# Requirement:
Going through the entries below, copy out each line that contains "heading".

Data listing START

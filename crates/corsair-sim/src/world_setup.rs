//! Entity spawn factories for setting up the session world.
//!
//! Every renderable entity spawns with a Pending hull and leaves a load
//! request behind; nothing gets a live body until the loader reports in.

use glam::DVec3;
use hecs::{Entity, World};
use rand::Rng;
use rand_chacha::ChaCha8Rng;
use std::f64::consts::TAU;

use corsair_core::components::{Hull, MotionState, Pirate, PlayerBoat, Treasure};
use corsair_core::constants::*;
use corsair_core::loading::LoadRequest;
use corsair_core::types::{EntityKind, NodeId};

/// Spawn the player's boat at its fixed spawn pose.
pub fn spawn_player(
    world: &mut World,
    next_node: &mut u32,
    requests: &mut Vec<LoadRequest>,
) -> Entity {
    let node = allocate_node(next_node);
    requests.push(load_request_for(node, EntityKind::Boat));

    world.spawn((
        PlayerBoat,
        node,
        EntityKind::Boat,
        Hull::Pending {
            position: BOAT_SPAWN_POSITION,
            heading: BOAT_SPAWN_HEADING,
        },
        MotionState {
            linear_velocity: 0.0,
            angular_velocity: 0.0,
            acceleration: BOAT_ACCELERATION,
            max_linear_velocity: BOAT_MAX_SPEED,
            idle_linear: true,
            idle_angular: true,
        },
    ))
}

/// Spawn pirates at a random bearing and range from the player spawn.
/// The range band sits outside the engage radius, so every session opens
/// with pirates in the thrust phase.
pub fn spawn_pirates(
    world: &mut World,
    rng: &mut ChaCha8Rng,
    next_node: &mut u32,
    requests: &mut Vec<LoadRequest>,
    count: u32,
) {
    for _ in 0..count {
        let bearing = rng.gen_range(0.0..TAU);
        let range = rng.gen_range(PIRATE_SPAWN_RANGE_MIN..PIRATE_SPAWN_RANGE_MAX);
        let heading = rng.gen_range(0.0..TAU);

        let position = DVec3::new(
            BOAT_SPAWN_POSITION.x + range * bearing.cos(),
            BOAT_SPAWN_POSITION.y,
            BOAT_SPAWN_POSITION.z - range * bearing.sin(),
        );

        let node = allocate_node(next_node);
        requests.push(load_request_for(node, EntityKind::Pirate));

        world.spawn((
            Pirate,
            node,
            EntityKind::Pirate,
            Hull::Pending { position, heading },
            MotionState {
                linear_velocity: 0.0,
                angular_velocity: 0.0,
                acceleration: PIRATE_THRUST,
                // pursuit thrust never consults the clamp bound
                max_linear_velocity: f64::MAX,
                idle_linear: true,
                idle_angular: true,
            },
        ));
    }
}

/// Scatter treasures uniformly over the field square at the water line.
pub fn spawn_treasures(
    world: &mut World,
    rng: &mut ChaCha8Rng,
    next_node: &mut u32,
    requests: &mut Vec<LoadRequest>,
    count: u32,
) {
    for _ in 0..count {
        let x = rng.gen_range(-TREASURE_FIELD_HALF_EXTENT..TREASURE_FIELD_HALF_EXTENT);
        let z = rng.gen_range(-TREASURE_FIELD_HALF_EXTENT..TREASURE_FIELD_HALF_EXTENT);

        let node = allocate_node(next_node);
        requests.push(load_request_for(node, EntityKind::Treasure));

        world.spawn((
            Treasure { alive: true },
            node,
            EntityKind::Treasure,
            Hull::Pending {
                position: DVec3::new(x, TREASURE_HEIGHT, z),
                heading: 0.0,
            },
        ));
    }
}

fn allocate_node(next_node: &mut u32) -> NodeId {
    let node = NodeId(*next_node);
    *next_node += 1;
    node
}

fn load_request_for(node: NodeId, kind: EntityKind) -> LoadRequest {
    LoadRequest {
        node,
        kind,
        path: kind.model_path().to_string(),
    }
}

Data listing END

# Result of this exercise:
            heading: BOAT_SPAWN_HEADING,
        let heading = rng.gen_range(0.0..TAU);
            Hull::Pending { position, heading },
                heading: 0.0,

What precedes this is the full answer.